**Aim of the exercise**
Your answer should hold each line of the material that contains the word "address".

**Provided data**
-----

//! Health-insurance contribution calculation.
//!
//! Three tiers on weekly gross salary, with thresholds and flat premiums
//! derived from their monthly figures. The employee pays the configured
//! share of the premium.

use rust_decimal::Decimal;

use crate::config::HealthInsuranceTable;

use super::WEEKS_PER_MONTH;

/// Calculates the weekly employee share of the health-insurance premium.
///
/// - Gross at or below `monthly_floor / 4`: the minimum premium share.
/// - Gross at or below `monthly_ceiling / 4`: `gross * premium_rate * share`.
/// - Above: the maximum premium share.
///
/// With the standard table the tiers meet exactly at their thresholds, so
/// the contribution is continuous in gross salary.
///
/// # Examples
///
/// ```
/// use payroll_engine::calculation::calculate_health_insurance;
/// use payroll_engine::config::HealthInsuranceTable;
/// use rust_decimal::Decimal;
/// use std::str::FromStr;
///
/// let table = HealthInsuranceTable::default();
/// // 5,000 * 3% / 2
/// let contribution = calculate_health_insurance(Decimal::from(5000), &table);
/// assert_eq!(contribution, Decimal::from_str("75").unwrap());
/// ```
pub fn calculate_health_insurance(gross: Decimal, table: &HealthInsuranceTable) -> Decimal {
    let floor = table.monthly_floor / WEEKS_PER_MONTH;
    let ceiling = table.monthly_ceiling / WEEKS_PER_MONTH;

    if gross <= floor {
        table.minimum_monthly_premium * table.employee_share / WEEKS_PER_MONTH
    } else if gross <= ceiling {
        gross * table.premium_rate * table.employee_share
    } else {
        table.maximum_monthly_premium * table.employee_share / WEEKS_PER_MONTH
    }
}

#[cfg(test)]
mod tests {
    use super::*;
    use std::str::FromStr;

    fn dec(s: &str) -> Decimal {
        Decimal::from_str(s).unwrap()
    }

    fn standard(gross: &str) -> Decimal {
        calculate_health_insurance(dec(gross), &HealthInsuranceTable::default())
    }

    #[test]
    fn test_zero_salary_pays_minimum() {
        assert_eq!(standard("0"), dec("37.50"));
    }

    #[test]
    fn test_at_floor_pays_minimum() {
        assert_eq!(standard("2500"), dec("37.50"));
    }

    #[test]
    fn test_middle_tier_is_half_of_three_percent() {
        assert_eq!(standard("2500.01"), dec("37.50015"));
        assert_eq!(standard("10000"), dec("150"));
    }

    #[test]
    fn test_at_ceiling_equals_maximum() {
        assert_eq!(standard("15000"), dec("225"));
    }

    #[test]
    fn test_above_ceiling_pays_maximum() {
        assert_eq!(standard("15000.01"), dec("225"));
        assert_eq!(standard("80000"), dec("225"));
    }

    #[test]
    fn test_custom_share() {
        let table = HealthInsuranceTable {
            employee_share: Decimal::ONE,
            ..HealthInsuranceTable::default()
        };
        assert_eq!(calculate_health_insurance(dec("0"), &table), dec("75"));
        assert_eq!(calculate_health_insurance(dec("10000"), &table), dec("300"));
    }
}
//! Error types for the payroll engine.
//!
//! This module provides strongly-typed errors using the `thiserror` crate
//! for all error conditions that can occur while loading records and
//! computing payroll.

use chrono::{NaiveDate, NaiveTime};
use thiserror::Error;

/// The main error type for the payroll engine.
///
/// Errors are scoped to the row or employee that triggered them. Row level
/// variants ([`PayrollError::RowParse`] and [`PayrollError::InvalidTimeRange`])
/// are collected on the computation rather than returned, so a bad row never
/// stops the rest of the attendance log from being processed.
///
/// # Example
///
/// ```
/// use payroll_engine::error::PayrollError;
///
/// let error = PayrollError::EmployeeNotFound {
///     employee_id: "10099".to_string(),
/// };
/// assert_eq!(error.to_string(), "Employee with ID 10099 not found");
/// ```
#[derive(Debug, Clone, PartialEq, Eq, Error)]
pub enum PayrollError {
    /// A roster or attendance source could not be read, or a row was short.
    #[error("Failed to read data source '{source_name}': {message}")]
    DataSource {
        /// The path or name of the source.
        source_name: String,
        /// A description of what went wrong.
        message: String,
    },

    /// An attendance row held a date or time that could not be parsed.
    #[error("Failed to parse attendance for {employee_id} on '{date}' (line {line}): {message}")]
    RowParse {
        /// The employee the row belongs to.
        employee_id: String,
        /// The raw date text of the row.
        date: String,
        /// The 1-based line number in the source.
        line: usize,
        /// A description of the parse failure.
        message: String,
    },

    /// An attendance row logged out before it logged in.
    #[error("Invalid time record for {employee_id} on {date}: time out {time_out} is before time in {time_in}")]
    InvalidTimeRange {
        /// The employee the row belongs to.
        employee_id: String,
        /// The attendance date.
        date: NaiveDate,
        /// The recorded time in.
        time_in: NaiveTime,
        /// The recorded time out.
        time_out: NaiveTime,
    },

    /// The requested employee does not appear in the roster.
    #[error("Employee with ID {employee_id} not found")]
    EmployeeNotFound {
        /// The identifier that was looked up.
        employee_id: String,
    },

    /// An employee record was invalid or contained inconsistent data.
    #[error("Invalid employee field '{field}': {message}")]
    InvalidEmployee {
        /// The field that was invalid.
        field: String,
        /// A description of what made the field invalid.
        message: String,
    },

    /// Configuration file was not found at the specified path.
    #[error("Configuration file not found: {path}")]
    ConfigNotFound {
        /// The path that was not found.
        path: String,
    },

    /// Configuration file could not be parsed or failed validation.
    #[error("Failed to parse configuration file '{path}': {message}")]
    ConfigParse {
        /// The path to the file that failed to parse.
        path: String,
        /// A description of the parse error.
        message: String,
    },
}

impl PayrollError {
    /// Returns true for errors that only invalidate a single attendance row.
    pub fn is_row_error(&self) -> bool {
        matches!(
            self,
            PayrollError::RowParse { .. } | PayrollError::InvalidTimeRange { .. }
        )
    }
}

/// A type alias for Results that return PayrollError.
pub type PayrollResult<T> = Result<T, PayrollError>;
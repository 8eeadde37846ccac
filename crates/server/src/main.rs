use anyhow::Context;
use clap::Parser;
use kdtreed::Store;
use kdtreed_server::{Server, ServerConfig};
use std::path::PathBuf;
use std::sync::Arc;
use tokio::net::TcpListener;
use tracing::{error, info};

#[derive(Parser, Debug)]
#[command(version, about, long_about = None)]
struct Args {
    /// Path to the TOML file holding `Host` and `Port`
    #[arg(short, long, default_value = "config.toml")]
    config: PathBuf,
}

#[tokio::main]
async fn main() -> anyhow::Result<()> {
    tracing_subscriber::fmt()
        .with_env_filter(
            tracing_subscriber::EnvFilter::try_from_default_env()
                .unwrap_or_else(|_| "kdtreed_server=info,kdtreed=info,info".into()),
        )
        .init();

    let args = Args::parse();

    let config = ServerConfig::load(&args.config)
        .with_context(|| format!("failed to load {}", args.config.display()))?;

    let listener = TcpListener::bind(config.address())
        .await
        .with_context(|| format!("failed to bind {}", config.address()))?;
    info!("Started kdtreed on HOST: {} PORT: {}", config.host, config.port);

    let store = Arc::new(Store::new());

    let shutdown = async {
        if let Err(e) = tokio::signal::ctrl_c().await {
            error!("Failed to listen for ctrl_c signal: {}", e);
            std::future::pending::<()>().await;
        }
    };

    Server::new(listener, Arc::clone(&store))
        .max_line_length(config.max_line_length)
        .run(shutdown)
        .await?;

    let stats = store.stats();
    info!(
        records = stats.records,
        inserts = stats.inserts,
        deletes = stats.deletes,
        queries = stats.queries,
        "store statistics at shutdown"
    );
    let drained = store.clear();
    info!("drained {} record(s)", drained);

    Ok(())
}
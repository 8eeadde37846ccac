use crate::point::Point;
use serde::{Deserialize, Serialize};
use std::fmt;

/// Integer stored alongside a point.
pub type Payload = u64;

/// A stored `(point, payload)` pair.
///
/// Records carry no identity of their own; two records with the same point
/// and payload are indistinguishable and may both live in an index.
#[derive(Debug, Clone, Copy, PartialEq, Eq, Hash, Serialize, Deserialize)]
pub struct Record {
    pub point: Point,
    pub payload: Payload,
}

impl Record {
    pub const fn new(point: Point, payload: Payload) -> Self {
        Self { point, payload }
    }
}

impl fmt::Display for Record {
    fn fmt(&self, f: &mut fmt::Formatter<'_>) -> fmt::Result {
        write!(f, "{} {}", self.point, self.payload)
    }
}
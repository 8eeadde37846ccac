pub mod rtree;
pub use rtree::{Neighbor, PointIndex};
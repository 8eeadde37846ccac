//! Spatial indexing and nearest-neighbour queries.

pub mod spatial;
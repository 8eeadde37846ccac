//! kdtreed server
//!
//! TCP front end for the [`kdtreed`] point index. Clients speak a
//! newline-delimited text protocol:
//!
//! | Request        | Response                  |
//! |----------------|---------------------------|
//! | `ADD {x, y} n` | `{x, y} added`            |
//! | `DEL {x, y}`   | `{x, y} deleted`          |
//! | `KNN {x, y} k` | `[{x, y} n, ...]`         |
//! | `END`          | `BYE!!!`, then close      |
//! | anything else  | `INVALID COMMAND`         |
//!
//! # Example
//!
//! ```ignore
//! use kdtreed_server::run_server;
//!
//! run_server(listener, store, shutdown).await?;
//! ```

pub mod config;
pub mod handler;
pub mod protocol;
pub mod session;
pub mod transport;

pub use config::{ConfigError, ServerConfig};
pub use handler::Handler;
pub use protocol::{ProtocolCodec, ProtocolError, Response};
pub use session::{Closed, Session};

// Re-export default transport for convenience
pub use transport::tcp::{Server, run_server};
//! Wire protocol: `\n`-terminated request lines in, `\r\n`-terminated
//! response lines out.

use bytes::{BufMut, BytesMut};
use kdtreed::{Point, Record};
use std::fmt;
use std::io;
use thiserror::Error;
use tokio_util::codec::{Decoder, Encoder, LinesCodec, LinesCodecError};

use crate::config::DEFAULT_MAX_LINE_LENGTH;

pub const GREETING: &str = "Connected to kdtreed...";
pub const FAREWELL: &str = "BYE!!!";
pub const INVALID_COMMAND: &str = "INVALID COMMAND";
pub const READ_ERROR: &str = "READ ERROR";

#[derive(Debug, Error)]
pub enum ProtocolError {
    #[error("request line exceeds {0} bytes")]
    LineTooLong(usize),

    #[error("request line is not valid UTF-8")]
    InvalidUtf8,

    #[error(transparent)]
    Io(#[from] io::Error),
}

impl ProtocolError {
    /// Whether the peer sent bytes we could not frame, as opposed to the
    /// transport itself failing.
    pub fn is_decode_error(&self) -> bool {
        matches!(self, Self::LineTooLong(_) | Self::InvalidUtf8)
    }
}

/// One response line.
#[derive(Debug, Clone, PartialEq, Eq)]
pub enum Response {
    Greeting,
    Added(Point),
    Deleted(Point),
    Neighbors(Vec<Record>),
    Invalid,
    ReadError,
    Bye,
}

impl Response {
    /// The session closes after sending a terminal response.
    pub fn is_terminal(&self) -> bool {
        matches!(self, Response::Bye)
    }
}

impl fmt::Display for Response {
    fn fmt(&self, f: &mut fmt::Formatter<'_>) -> fmt::Result {
        match self {
            Response::Greeting => f.write_str(GREETING),
            Response::Added(point) => write!(f, "{} added", point),
            Response::Deleted(point) => write!(f, "{} deleted", point),
            Response::Neighbors(records) => {
                f.write_str("[")?;
                for (i, record) in records.iter().enumerate() {
                    if i > 0 {
                        f.write_str(", ")?;
                    }
                    write!(f, "{}", record)?;
                }
                f.write_str("]")
            }
            Response::Invalid => f.write_str(INVALID_COMMAND),
            Response::ReadError => f.write_str(READ_ERROR),
            Response::Bye => f.write_str(FAREWELL),
        }
    }
}

/// Line codec for sessions.
///
/// Decoding strips the `\n` (and a preceding `\r`) and refuses lines longer
/// than the configured limit. Encoding appends `\r\n`.
#[derive(Debug, Clone)]
pub struct ProtocolCodec {
    lines: LinesCodec,
    max_line_length: usize,
}

impl ProtocolCodec {
    pub fn new() -> Self {
        Self::with_max_line_length(DEFAULT_MAX_LINE_LENGTH)
    }

    pub fn with_max_line_length(max_line_length: usize) -> Self {
        Self {
            lines: LinesCodec::new_with_max_length(max_line_length),
            max_line_length,
        }
    }

    pub fn max_line_length(&self) -> usize {
        self.max_line_length
    }

    fn convert_error(&self, err: LinesCodecError) -> ProtocolError {
        match err {
            LinesCodecError::MaxLineLengthExceeded => {
                ProtocolError::LineTooLong(self.max_line_length)
            }
            LinesCodecError::Io(e) if e.kind() == io::ErrorKind::InvalidData => {
                ProtocolError::InvalidUtf8
            }
            LinesCodecError::Io(e) => ProtocolError::Io(e),
        }
    }
}

impl Default for ProtocolCodec {
    fn default() -> Self {
        Self::new()
    }
}

impl Decoder for ProtocolCodec {
    type Item = String;
    type Error = ProtocolError;

    fn decode(&mut self, src: &mut BytesMut) -> Result<Option<String>, ProtocolError> {
        self.lines.decode(src).map_err(|e| self.convert_error(e))
    }

    fn decode_eof(&mut self, src: &mut BytesMut) -> Result<Option<String>, ProtocolError> {
        self.lines.decode_eof(src).map_err(|e| self.convert_error(e))
    }
}

impl Encoder<Response> for ProtocolCodec {
    type Error = ProtocolError;

    fn encode(&mut self, response: Response, dst: &mut BytesMut) -> Result<(), ProtocolError> {
        let line = response.to_string();
        dst.reserve(line.len() + 2);
        dst.put_slice(line.as_bytes());
        dst.put_slice(b"\r\n");
        Ok(())
    }
}
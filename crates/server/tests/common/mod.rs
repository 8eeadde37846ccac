#![allow(dead_code)]

use kdtreed::{Command, Record, Store};
use kdtreed_server::run_server;
use std::net::SocketAddr;
use std::sync::Arc;
use tokio::io::{AsyncBufReadExt, AsyncWriteExt, BufReader};
use tokio::net::TcpStream;
use tokio::net::tcp::{OwnedReadHalf, OwnedWriteHalf};

pub const GREETING: &str = "Connected to kdtreed...";

/// Bind an ephemeral port and serve a fresh store on it in the background.
pub async fn start_server() -> anyhow::Result<(SocketAddr, Arc<Store>)> {
    tracing_subscriber::fmt::try_init().ok();

    let store = Arc::new(Store::new());
    let listener = tokio::net::TcpListener::bind("127.0.0.1:0").await?;
    let bound_addr = listener.local_addr()?;

    let server_store = Arc::clone(&store);
    tokio::spawn(async move {
        let _ = run_server(listener, server_store, futures::future::pending()).await;
    });

    Ok((bound_addr, store))
}

/// Minimal line client speaking the wire protocol.
pub struct TestClient {
    reader: BufReader<OwnedReadHalf>,
    writer: OwnedWriteHalf,
}

impl TestClient {
    /// Connect and consume the greeting.
    pub async fn connect(addr: SocketAddr) -> anyhow::Result<Self> {
        let stream = TcpStream::connect(addr).await?;
        let (read, writer) = stream.into_split();
        let mut client = Self {
            reader: BufReader::new(read),
            writer,
        };
        let greeting = client.recv().await?;
        anyhow::ensure!(greeting == GREETING, "unexpected greeting {greeting:?}");
        Ok(client)
    }

    pub async fn send_raw(&mut self, bytes: &[u8]) -> anyhow::Result<()> {
        self.writer.write_all(bytes).await?;
        Ok(())
    }

    /// Next response line without its `\r\n`, or an empty string at EOF.
    pub async fn recv(&mut self) -> anyhow::Result<String> {
        let mut line = String::new();
        self.reader.read_line(&mut line).await?;
        Ok(line.trim_end_matches(['\r', '\n']).to_string())
    }

    pub async fn request(&mut self, line: &str) -> anyhow::Result<String> {
        self.send_raw(format!("{line}\n").as_bytes()).await?;
        self.recv().await
    }

    /// Issue a KNN request and decode the returned records.
    pub async fn knn(&mut self, x: u32, y: u32, k: u64) -> anyhow::Result<Vec<Record>> {
        let response = self.request(&format!("KNN {{{x}, {y}}} {k}")).await?;
        parse_neighbors(&response)
    }

    /// Whether the server has closed the connection.
    pub async fn is_closed(&mut self) -> bool {
        let mut line = String::new();
        matches!(self.reader.read_line(&mut line).await, Ok(0) | Err(_))
    }
}

/// Decode `[{x, y} p, {x, y} p]` by feeding each record back through the
/// command parser as an ADD line.
pub fn parse_neighbors(response: &str) -> anyhow::Result<Vec<Record>> {
    let inner = response
        .strip_prefix('[')
        .and_then(|s| s.strip_suffix(']'))
        .ok_or_else(|| anyhow::anyhow!("not a neighbour list: {response:?}"))?;
    if inner.is_empty() {
        return Ok(Vec::new());
    }

    inner
        .split(", {")
        .enumerate()
        .map(|(i, part)| -> anyhow::Result<Record> {
            let text = if i == 0 {
                part.to_string()
            } else {
                format!("{{{part}")
            };
            match format!("ADD {text}").parse::<Command>()? {
                Command::Add { point, payload } => Ok(Record::new(point, payload)),
                other => anyhow::bail!("unexpected record {other}"),
            }
        })
        .collect()
}
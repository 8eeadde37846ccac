//! Maps parsed commands onto the shared store.

use kdtreed::{Command, Store, command};
use std::sync::Arc;
use tracing::debug;

use crate::protocol::Response;

/// Stateless request handler shared by every session.
#[derive(Debug, Clone)]
pub struct Handler {
    store: Arc<Store>,
}

impl Handler {
    pub fn new(store: Arc<Store>) -> Self {
        Self { store }
    }

    pub fn store(&self) -> &Arc<Store> {
        &self.store
    }

    /// Parse one request line and apply it.
    ///
    /// Lines outside the grammar yield [`Response::Invalid`] and leave the
    /// store untouched.
    pub fn handle_line(&self, line: &str) -> Response {
        match command::parse(line) {
            Ok(cmd) => self.execute(cmd),
            Err(e) => {
                debug!("rejected request: {}", e);
                Response::Invalid
            }
        }
    }

    pub fn execute(&self, cmd: Command) -> Response {
        match cmd {
            Command::Add { point, payload } => {
                self.store.insert(point, payload);
                Response::Added(point)
            }
            Command::Delete { point } => {
                self.store.delete(&point);
                Response::Deleted(point)
            }
            Command::Knn { point, k } => {
                let k = usize::try_from(k).unwrap_or(usize::MAX);
                let records = self
                    .store
                    .nearest(&point, k)
                    .into_iter()
                    .map(|neighbor| neighbor.record)
                    .collect();
                Response::Neighbors(records)
            }
            Command::End => Response::Bye,
        }
    }
}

-----

**Worked solution**
    let listener = TcpListener::bind(config.address())
        .with_context(|| format!("failed to bind {}", config.address()))?;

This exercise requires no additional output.